The curve can be made smoother or choppier by changing the number of line segments.  These are eventually going to get shrunken to map size, so they don't need to be very smooth.  Once the curve is in line segments, I can apply all the usual hand-drawn line effects, such as smoothly varying the width of the line, perturbing it slightly, etc.
The next step is to apply this to a polyline (a sequence of line segments), like the ellipse in /u/erkaman's example.  In my case, the polyline will be the outline of the forest mass, or the outline of the top of a single tree. 

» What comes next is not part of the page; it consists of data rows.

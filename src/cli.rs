//! CLI - Command Line Interface for blip
//!
//! Every backend operation the TUI performs is scriptable. Output is
//! JSON when piped or with `--json`.
//!
//! # Examples
//!
//! ```bash
//! # Candidates on two platforms
//! blip discover --platforms netflix,hbo-max --limit 5
//!
//! # Rate a movie
//! blip rate 603 loved
//!
//! # Whole watchlist as JSON
//! blip watchlist --all --json
//! ```

use clap::{Args, Parser, Subcommand, ValueEnum};
use serde::{Deserialize, Serialize};
use std::io::IsTerminal;
use std::path::PathBuf;

use crate::models::{Opinion, Platform};

// =============================================================================
// Exit Codes
// =============================================================================

/// Exit codes for CLI operations (semantic for scripting)
#[derive(Debug, Clone, Copy, PartialEq, Eq)]
#[repr(i32)]
pub enum ExitCode {
    /// Success
    Success = 0,
    /// General error
    Error = 1,
    /// Invalid arguments
    InvalidArgs = 2,
    /// Backend unreachable or returned an error
    NetworkError = 3,
    /// Discovery returned nothing
    NoMovies = 4,
}

impl From<ExitCode> for i32 {
    fn from(code: ExitCode) -> i32 {
        code as i32
    }
}

impl From<ExitCode> for std::process::ExitCode {
    fn from(code: ExitCode) -> std::process::ExitCode {
        std::process::ExitCode::from(code as u8)
    }
}

// =============================================================================
// Main CLI Structure
// =============================================================================

/// blip - swipe through movies from your terminal
///
/// Run without arguments to launch the interactive TUI.
/// Use subcommands for scripting.
#[derive(Parser, Debug)]
#[command(
    name = "blip",
    version,
    about = "Swipe through movies from your terminal",
    long_about = "Discover movies on the streaming platforms you use, rate them \
                  with a swipe, and keep a watchlist of the ones you want to see.\n\n\
                  Run without arguments to launch the interactive TUI.\n\
                  Use subcommands for automation and scripting.",
    after_help = "EXAMPLES:\n\
                  blip                                  Launch interactive TUI\n\
                  blip discover -p netflix,prime-video  List candidates\n\
                  blip rate 603 watch                   Add to watchlist\n\
                  blip watchlist --all --json           Dump the watchlist"
)]
pub struct Cli {
    /// Output format as JSON (default for non-TTY)
    #[arg(long, short = 'j', global = true)]
    pub json: bool,

    /// Suppress non-essential output
    #[arg(long, short = 'q', global = true)]
    pub quiet: bool,

    /// More logging (-v debug, -vv trace)
    #[arg(long, short = 'v', global = true, action = clap::ArgAction::Count)]
    pub verbose: u8,

    /// Backend base URL
    #[arg(long, global = true, value_name = "URL")]
    pub api_url: Option<String>,

    /// User whose opinions are read and written
    #[arg(long, global = true, value_name = "ID")]
    pub user_id: Option<u64>,

    /// Path to config file
    #[arg(long, short = 'c', global = true)]
    pub config: Option<PathBuf>,

    /// Subcommand to run (omit for TUI mode)
    #[command(subcommand)]
    pub command: Option<Command>,
}

impl Cli {
    /// Check if running in CLI mode (has subcommand)
    pub fn is_cli_mode(&self) -> bool {
        self.command.is_some()
    }

    /// Check if JSON output should be used
    pub fn should_json(&self) -> bool {
        self.json || !std::io::stdout().is_terminal()
    }
}

// =============================================================================
// Subcommands
// =============================================================================

#[derive(Subcommand, Debug)]
pub enum Command {
    /// Fetch discovery candidates
    #[command(visible_alias = "d")]
    Discover(DiscoverCmd),

    /// Record an opinion on a movie
    #[command(visible_alias = "r")]
    Rate(RateCmd),

    /// List saved movies
    #[command(visible_alias = "wl")]
    Watchlist(WatchlistCmd),

    /// List known streaming platforms
    Platforms(PlatformsCmd),
}

/// Fetch discovery candidates for a platform filter
#[derive(Args, Debug)]
pub struct DiscoverCmd {
    /// Platforms to include, comma separated (default: config or the
    /// five majors)
    #[arg(long, short = 'p', value_delimiter = ',')]
    pub platforms: Vec<Platform>,

    /// Maximum number of movies to print
    #[arg(long, short = 'l')]
    pub limit: Option<usize>,
}

/// Record an opinion on a movie
#[derive(Args, Debug)]
pub struct RateCmd {
    /// Movie id
    pub movie_id: u64,

    /// What you thought of it
    #[arg(value_enum)]
    pub opinion: OpinionArg,
}

/// Opinion as typed on the command line
#[derive(ValueEnum, Clone, Copy, Debug, PartialEq, Eq)]
pub enum OpinionArg {
    /// Loved it (swipe right)
    Loved,
    /// Didn't like it (swipe left)
    Disliked,
    /// Want to watch (swipe up)
    Watch,
    /// No opinion (swipe down)
    Pass,
}

impl From<OpinionArg> for Opinion {
    fn from(arg: OpinionArg) -> Self {
        match arg {
            OpinionArg::Loved => Opinion::LovedIt,
            OpinionArg::Disliked => Opinion::DidntLikeIt,
            OpinionArg::Watch => Opinion::WantToWatch,
            OpinionArg::Pass => Opinion::Pass,
        }
    }
}

/// List movies saved with an opinion
#[derive(Args, Debug)]
pub struct WatchlistCmd {
    /// Page to fetch (1-based)
    #[arg(long, default_value = "1", conflicts_with = "all")]
    pub page: u32,

    /// Fetch every page
    #[arg(long)]
    pub all: bool,

    /// Which list to show
    #[arg(long, value_enum, default_value = "watch")]
    pub opinion: OpinionArg,
}

/// List known platforms
#[derive(Args, Debug)]
pub struct PlatformsCmd {}

// =============================================================================
// JSON Output Types
// =============================================================================

/// Generic JSON output wrapper with status
#[derive(Debug, Serialize, Deserialize)]
pub struct JsonOutput<T: Serialize> {
    #[serde(skip_serializing_if = "Option::is_none")]
    pub data: Option<T>,
    #[serde(skip_serializing_if = "Option::is_none")]
    pub error: Option<String>,
    #[serde(skip_serializing_if = "is_zero")]
    pub exit_code: i32,
}

fn is_zero(n: &i32) -> bool {
    *n == 0
}

impl<T: Serialize> JsonOutput<T> {
    /// Create success output with data
    pub fn success(data: T) -> Self {
        Self {
            data: Some(data),
            error: None,
            exit_code: 0,
        }
    }

    /// Create error output (no data)
    pub fn error_msg(msg: impl Into<String>, code: ExitCode) -> JsonOutput<()> {
        JsonOutput::<()> {
            data: None,
            error: Some(msg.into()),
            exit_code: code.into(),
        }
    }
}

/// Response to `rate`
#[derive(Debug, Serialize, Deserialize)]
pub struct RateResponse {
    pub status: String,
    pub movie_id: u64,
    pub opinion: Opinion,
}

/// One row of `platforms`
#[derive(Debug, Serialize, Deserialize)]
pub struct PlatformInfo {
    pub name: String,
    pub slug: String,
    pub default: bool,
}

// =============================================================================
// Output Helpers
// =============================================================================

/// Output handler for consistent formatting
pub struct Output {
    pub json: bool,
    pub quiet: bool,
}

impl Output {
    pub fn new(cli: &Cli) -> Self {
        Self {
            json: cli.should_json(),
            quiet: cli.quiet,
        }
    }

    /// Print success data as JSON
    pub fn print<T: Serialize>(&self, data: T) -> anyhow::Result<()> {
        if self.json {
            let output = JsonOutput::success(data);
            println!("{}", serde_json::to_string_pretty(&output)?);
        } else {
            println!("{}", serde_json::to_string_pretty(&data)?);
        }
        Ok(())
    }

    /// Print human-readable lines, or the JSON wrapper in JSON mode
    pub fn print_lines<T: Serialize>(&self, data: T, lines: &[String]) -> anyhow::Result<()> {
        if self.json {
            self.print(data)
        } else {
            for line in lines {
                println!("{}", line);
            }
            Ok(())
        }
    }

    /// Print error and return exit code
    pub fn error(&self, msg: impl Into<String>, code: ExitCode) -> ExitCode {
        let msg = msg.into();
        if self.json {
            let output = JsonOutput::<()>::error_msg(&msg, code);
            if let Ok(json) = serde_json::to_string_pretty(&output) {
                eprintln!("{}", json);
            }
        } else if !self.quiet {
            eprintln!("Error: {}", msg);
        }
        code
    }

    /// Print info message (suppressed in quiet mode)
    pub fn info(&self, msg: impl std::fmt::Display) {
        if !self.quiet && !self.json {
            eprintln!("{}", msg);
        }
    }
}

// =============================================================================
// Tests
// =============================================================================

Applying this to a polyline is done by stepping through the polyline so that the end of one segment is the start of the next segment, so that all the curves will connect.  The only tricky part here is that we have to throw out the last point in each curve so that it doesn't duplicate the first point in the next curve.  Bad things happen when you have duplicated points and try to draw an SVG curve through those points!
And there you go, my own fluffy, hand-drawn cloud.  You can see where the curve starts and ends because the line widths don't match up; this is not noticeable at map scale.  Next time I'll start making use of this.

Tuesday, March 7, 2017

(About to Be) Lost In The Woods

Having gone to ridiculous lengths creating mountain map symbols, I'm now going to turn my attention to illustrating woods on a map.  Before I get into that, a review of the basic approaches to illustrating woods/forests on a map.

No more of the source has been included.